*** Block opens ***

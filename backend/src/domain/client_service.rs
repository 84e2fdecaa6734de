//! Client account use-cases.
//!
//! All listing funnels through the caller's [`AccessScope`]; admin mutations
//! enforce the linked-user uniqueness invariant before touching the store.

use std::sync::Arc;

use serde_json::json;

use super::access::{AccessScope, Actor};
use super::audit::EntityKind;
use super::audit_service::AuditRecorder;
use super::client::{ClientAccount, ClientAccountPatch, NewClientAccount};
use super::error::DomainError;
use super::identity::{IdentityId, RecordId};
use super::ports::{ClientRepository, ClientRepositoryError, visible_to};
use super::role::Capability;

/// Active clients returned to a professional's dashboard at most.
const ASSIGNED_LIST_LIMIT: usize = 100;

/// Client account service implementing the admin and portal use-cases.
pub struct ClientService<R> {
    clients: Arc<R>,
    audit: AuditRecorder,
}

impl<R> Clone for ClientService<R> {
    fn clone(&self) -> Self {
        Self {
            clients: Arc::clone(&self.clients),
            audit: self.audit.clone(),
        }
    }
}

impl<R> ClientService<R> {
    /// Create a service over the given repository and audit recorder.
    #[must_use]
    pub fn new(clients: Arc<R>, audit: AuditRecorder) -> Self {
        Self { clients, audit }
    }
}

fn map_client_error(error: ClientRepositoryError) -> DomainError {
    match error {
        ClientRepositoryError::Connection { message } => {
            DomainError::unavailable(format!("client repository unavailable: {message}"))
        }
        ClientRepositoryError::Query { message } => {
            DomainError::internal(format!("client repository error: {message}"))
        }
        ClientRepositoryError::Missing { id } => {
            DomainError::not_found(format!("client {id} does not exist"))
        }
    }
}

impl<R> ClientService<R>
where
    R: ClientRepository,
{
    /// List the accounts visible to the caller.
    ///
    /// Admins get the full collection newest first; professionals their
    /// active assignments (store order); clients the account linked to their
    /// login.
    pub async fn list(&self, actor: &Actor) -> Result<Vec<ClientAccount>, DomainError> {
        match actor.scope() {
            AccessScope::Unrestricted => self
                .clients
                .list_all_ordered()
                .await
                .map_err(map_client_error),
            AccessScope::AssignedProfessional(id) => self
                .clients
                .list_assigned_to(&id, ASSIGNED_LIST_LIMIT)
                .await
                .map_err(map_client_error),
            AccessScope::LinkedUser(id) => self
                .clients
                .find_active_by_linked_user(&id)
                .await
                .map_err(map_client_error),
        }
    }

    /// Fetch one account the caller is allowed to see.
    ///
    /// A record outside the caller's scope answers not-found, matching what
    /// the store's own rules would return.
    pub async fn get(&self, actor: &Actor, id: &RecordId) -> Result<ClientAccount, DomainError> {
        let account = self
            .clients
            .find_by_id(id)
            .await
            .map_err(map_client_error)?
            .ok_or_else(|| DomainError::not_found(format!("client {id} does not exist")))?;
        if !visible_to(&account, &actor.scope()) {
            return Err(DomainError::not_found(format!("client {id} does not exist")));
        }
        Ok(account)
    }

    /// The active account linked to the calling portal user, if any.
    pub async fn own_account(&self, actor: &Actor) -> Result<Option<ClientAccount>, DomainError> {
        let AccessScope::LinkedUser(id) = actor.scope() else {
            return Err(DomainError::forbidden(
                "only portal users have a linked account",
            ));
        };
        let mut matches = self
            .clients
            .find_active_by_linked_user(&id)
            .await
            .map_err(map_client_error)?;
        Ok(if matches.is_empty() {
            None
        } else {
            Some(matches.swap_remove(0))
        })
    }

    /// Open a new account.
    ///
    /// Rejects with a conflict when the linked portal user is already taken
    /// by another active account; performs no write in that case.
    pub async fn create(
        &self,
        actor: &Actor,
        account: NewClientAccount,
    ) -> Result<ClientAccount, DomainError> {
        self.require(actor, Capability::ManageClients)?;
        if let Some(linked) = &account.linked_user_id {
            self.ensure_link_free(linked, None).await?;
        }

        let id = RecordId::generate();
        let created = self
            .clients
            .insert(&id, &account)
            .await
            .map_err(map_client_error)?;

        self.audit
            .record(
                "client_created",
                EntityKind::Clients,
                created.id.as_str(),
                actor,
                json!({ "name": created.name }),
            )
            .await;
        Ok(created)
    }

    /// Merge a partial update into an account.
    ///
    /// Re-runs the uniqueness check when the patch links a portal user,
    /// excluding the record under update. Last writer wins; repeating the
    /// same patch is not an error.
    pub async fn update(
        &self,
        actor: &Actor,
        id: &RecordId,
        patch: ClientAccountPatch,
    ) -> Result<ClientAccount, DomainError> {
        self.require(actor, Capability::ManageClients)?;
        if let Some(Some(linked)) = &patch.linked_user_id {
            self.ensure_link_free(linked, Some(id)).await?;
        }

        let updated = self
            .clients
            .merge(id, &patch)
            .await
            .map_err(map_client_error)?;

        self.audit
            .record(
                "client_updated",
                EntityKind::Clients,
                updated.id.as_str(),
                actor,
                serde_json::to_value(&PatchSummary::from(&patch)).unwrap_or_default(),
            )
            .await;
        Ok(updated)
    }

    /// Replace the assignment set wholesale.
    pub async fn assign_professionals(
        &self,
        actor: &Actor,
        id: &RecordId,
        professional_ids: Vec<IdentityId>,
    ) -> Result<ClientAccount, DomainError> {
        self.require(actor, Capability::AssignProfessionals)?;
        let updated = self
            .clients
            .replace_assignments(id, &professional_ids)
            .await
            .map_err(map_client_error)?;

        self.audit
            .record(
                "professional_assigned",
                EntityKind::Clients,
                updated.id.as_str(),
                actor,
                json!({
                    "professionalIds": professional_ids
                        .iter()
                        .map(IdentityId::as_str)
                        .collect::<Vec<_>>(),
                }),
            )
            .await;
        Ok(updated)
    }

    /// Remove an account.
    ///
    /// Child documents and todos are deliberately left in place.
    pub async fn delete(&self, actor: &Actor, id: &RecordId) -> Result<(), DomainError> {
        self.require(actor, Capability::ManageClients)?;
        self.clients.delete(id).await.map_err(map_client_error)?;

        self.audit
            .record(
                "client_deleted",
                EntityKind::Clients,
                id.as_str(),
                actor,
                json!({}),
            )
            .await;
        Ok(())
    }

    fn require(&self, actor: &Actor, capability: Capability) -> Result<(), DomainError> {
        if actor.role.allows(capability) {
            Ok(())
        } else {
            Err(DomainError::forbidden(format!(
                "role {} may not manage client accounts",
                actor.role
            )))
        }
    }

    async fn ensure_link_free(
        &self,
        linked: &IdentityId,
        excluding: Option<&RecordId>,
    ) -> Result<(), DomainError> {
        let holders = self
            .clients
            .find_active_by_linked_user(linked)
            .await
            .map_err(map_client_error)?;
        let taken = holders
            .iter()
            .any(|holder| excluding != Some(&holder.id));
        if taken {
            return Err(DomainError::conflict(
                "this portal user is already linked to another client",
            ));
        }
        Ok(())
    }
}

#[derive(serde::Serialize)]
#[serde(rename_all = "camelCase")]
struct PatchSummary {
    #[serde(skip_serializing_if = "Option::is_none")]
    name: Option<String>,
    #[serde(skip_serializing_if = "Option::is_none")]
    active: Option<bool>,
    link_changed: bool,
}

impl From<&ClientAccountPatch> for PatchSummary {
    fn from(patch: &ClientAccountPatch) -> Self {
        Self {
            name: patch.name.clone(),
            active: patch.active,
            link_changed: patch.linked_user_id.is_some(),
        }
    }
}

*** Block closes ***

- [EXERCISE]: The full set of records must be transcribed character for character.

- [RESULT OF THIS EXERCISE]:
filename backend/src/domain/client_service.rs
repository 84e2fdecaa6734de
//! Client account use-cases.
//!
//! All listing funnels through the caller's [`AccessScope`]; admin mutations
//! enforce the linked-user uniqueness invariant before touching the store.

use std::sync::Arc;

use serde_json::json;

use super::access::{AccessScope, Actor};
use super::audit::EntityKind;
use super::audit_service::AuditRecorder;
use super::client::{ClientAccount, ClientAccountPatch, NewClientAccount};
use super::error::DomainError;
use super::identity::{IdentityId, RecordId};
use super::ports::{ClientRepository, ClientRepositoryError, visible_to};
use super::role::Capability;

/// Active clients returned to a professional's dashboard at most.
const ASSIGNED_LIST_LIMIT: usize = 100;

/// Client account service implementing the admin and portal use-cases.
pub struct ClientService<R> {
    clients: Arc<R>,
    audit: AuditRecorder,
}

impl<R> Clone for ClientService<R> {
    fn clone(&self) -> Self {
        Self {
            clients: Arc::clone(&self.clients),
            audit: self.audit.clone(),
        }
    }
}

impl<R> ClientService<R> {
    /// Create a service over the given repository and audit recorder.
    #[must_use]
    pub fn new(clients: Arc<R>, audit: AuditRecorder) -> Self {
        Self { clients, audit }
    }
}

fn map_client_error(error: ClientRepositoryError) -> DomainError {
    match error {
        ClientRepositoryError::Connection { message } => {
            DomainError::unavailable(format!("client repository unavailable: {message}"))
        }
        ClientRepositoryError::Query { message } => {
            DomainError::internal(format!("client repository error: {message}"))
        }
        ClientRepositoryError::Missing { id } => {
            DomainError::not_found(format!("client {id} does not exist"))
        }
    }
}

impl<R> ClientService<R>
where
    R: ClientRepository,
{
    /// List the accounts visible to the caller.
    ///
    /// Admins get the full collection newest first; professionals their
    /// active assignments (store order); clients the account linked to their
    /// login.
    pub async fn list(&self, actor: &Actor) -> Result<Vec<ClientAccount>, DomainError> {
        match actor.scope() {
            AccessScope::Unrestricted => self
                .clients
                .list_all_ordered()
                .await
                .map_err(map_client_error),
            AccessScope::AssignedProfessional(id) => self
                .clients
                .list_assigned_to(&id, ASSIGNED_LIST_LIMIT)
                .await
                .map_err(map_client_error),
            AccessScope::LinkedUser(id) => self
                .clients
                .find_active_by_linked_user(&id)
                .await
                .map_err(map_client_error),
        }
    }

    /// Fetch one account the caller is allowed to see.
    ///
    /// A record outside the caller's scope answers not-found, matching what
    /// the store's own rules would return.
    pub async fn get(&self, actor: &Actor, id: &RecordId) -> Result<ClientAccount, DomainError> {
        let account = self
            .clients
            .find_by_id(id)
            .await
            .map_err(map_client_error)?
            .ok_or_else(|| DomainError::not_found(format!("client {id} does not exist")))?;
        if !visible_to(&account, &actor.scope()) {
            return Err(DomainError::not_found(format!("client {id} does not exist")));
        }
        Ok(account)
    }

    /// The active account linked to the calling portal user, if any.
    pub async fn own_account(&self, actor: &Actor) -> Result<Option<ClientAccount>, DomainError> {
        let AccessScope::LinkedUser(id) = actor.scope() else {
            return Err(DomainError::forbidden(
                "only portal users have a linked account",
            ));
        };
        let mut matches = self
            .clients
            .find_active_by_linked_user(&id)
            .await
            .map_err(map_client_error)?;
        Ok(if matches.is_empty() {
            None
        } else {
            Some(matches.swap_remove(0))
        })
    }

    /// Open a new account.
    ///
    /// Rejects with a conflict when the linked portal user is already taken
    /// by another active account; performs no write in that case.
    pub async fn create(
        &self,
        actor: &Actor,
        account: NewClientAccount,
    ) -> Result<ClientAccount, DomainError> {
        self.require(actor, Capability::ManageClients)?;
        if let Some(linked) = &account.linked_user_id {
            self.ensure_link_free(linked, None).await?;
        }

        let id = RecordId::generate();
        let created = self
            .clients
            .insert(&id, &account)
            .await
            .map_err(map_client_error)?;

        self.audit
            .record(
                "client_created",
                EntityKind::Clients,
                created.id.as_str(),
                actor,
                json!({ "name": created.name }),
            )
            .await;
        Ok(created)
    }

    /// Merge a partial update into an account.
    ///
    /// Re-runs the uniqueness check when the patch links a portal user,
    /// excluding the record under update. Last writer wins; repeating the
    /// same patch is not an error.
    pub async fn update(
        &self,
        actor: &Actor,
        id: &RecordId,
        patch: ClientAccountPatch,
    ) -> Result<ClientAccount, DomainError> {
        self.require(actor, Capability::ManageClients)?;
        if let Some(Some(linked)) = &patch.linked_user_id {
            self.ensure_link_free(linked, Some(id)).await?;
        }

        let updated = self
            .clients
            .merge(id, &patch)
            .await
            .map_err(map_client_error)?;

        self.audit
            .record(
                "client_updated",
                EntityKind::Clients,
                updated.id.as_str(),
                actor,
                serde_json::to_value(&PatchSummary::from(&patch)).unwrap_or_default(),
            )
            .await;
        Ok(updated)
    }

    /// Replace the assignment set wholesale.
    pub async fn assign_professionals(
        &self,
        actor: &Actor,
        id: &RecordId,
        professional_ids: Vec<IdentityId>,
    ) -> Result<ClientAccount, DomainError> {
        self.require(actor, Capability::AssignProfessionals)?;
        let updated = self
            .clients
            .replace_assignments(id, &professional_ids)
            .await
            .map_err(map_client_error)?;

        self.audit
            .record(
                "professional_assigned",
                EntityKind::Clients,
                updated.id.as_str(),
                actor,
                json!({
                    "professionalIds": professional_ids
                        .iter()
                        .map(IdentityId::as_str)
                        .collect::<Vec<_>>(),
                }),
            )
            .await;
        Ok(updated)
    }

    /// Remove an account.
    ///
    /// Child documents and todos are deliberately left in place.
    pub async fn delete(&self, actor: &Actor, id: &RecordId) -> Result<(), DomainError> {
        self.require(actor, Capability::ManageClients)?;
        self.clients.delete(id).await.map_err(map_client_error)?;

        self.audit
            .record(
                "client_deleted",
                EntityKind::Clients,
                id.as_str(),
                actor,
                json!({}),
            )
            .await;
        Ok(())
    }

    fn require(&self, actor: &Actor, capability: Capability) -> Result<(), DomainError> {
        if actor.role.allows(capability) {
            Ok(())
        } else {
            Err(DomainError::forbidden(format!(
                "role {} may not manage client accounts",
                actor.role
            )))
        }
    }

    async fn ensure_link_free(
        &self,
        linked: &IdentityId,
        excluding: Option<&RecordId>,
    ) -> Result<(), DomainError> {
        let holders = self
            .clients
            .find_active_by_linked_user(linked)
            .await
            .map_err(map_client_error)?;
        let taken = holders
            .iter()
            .any(|holder| excluding != Some(&holder.id));
        if taken {
            return Err(DomainError::conflict(
                "this portal user is already linked to another client",
            ));
        }
        Ok(())
    }
}

#[derive(serde::Serialize)]
#[serde(rename_all = "camelCase")]
struct PatchSummary {
    #[serde(skip_serializing_if = "Option::is_none")]
    name: Option<String>,
    #[serde(skip_serializing_if = "Option::is_none")]
    active: Option<bool>,
    link_changed: bool,
}

impl From<&ClientAccountPatch> for PatchSummary {
    fn from(patch: &ClientAccountPatch) -> Self {
        Self {
            name: patch.name.clone(),
            active: patch.active,
            link_changed: patch.linked_user_id.is_some(),
        }
    }
}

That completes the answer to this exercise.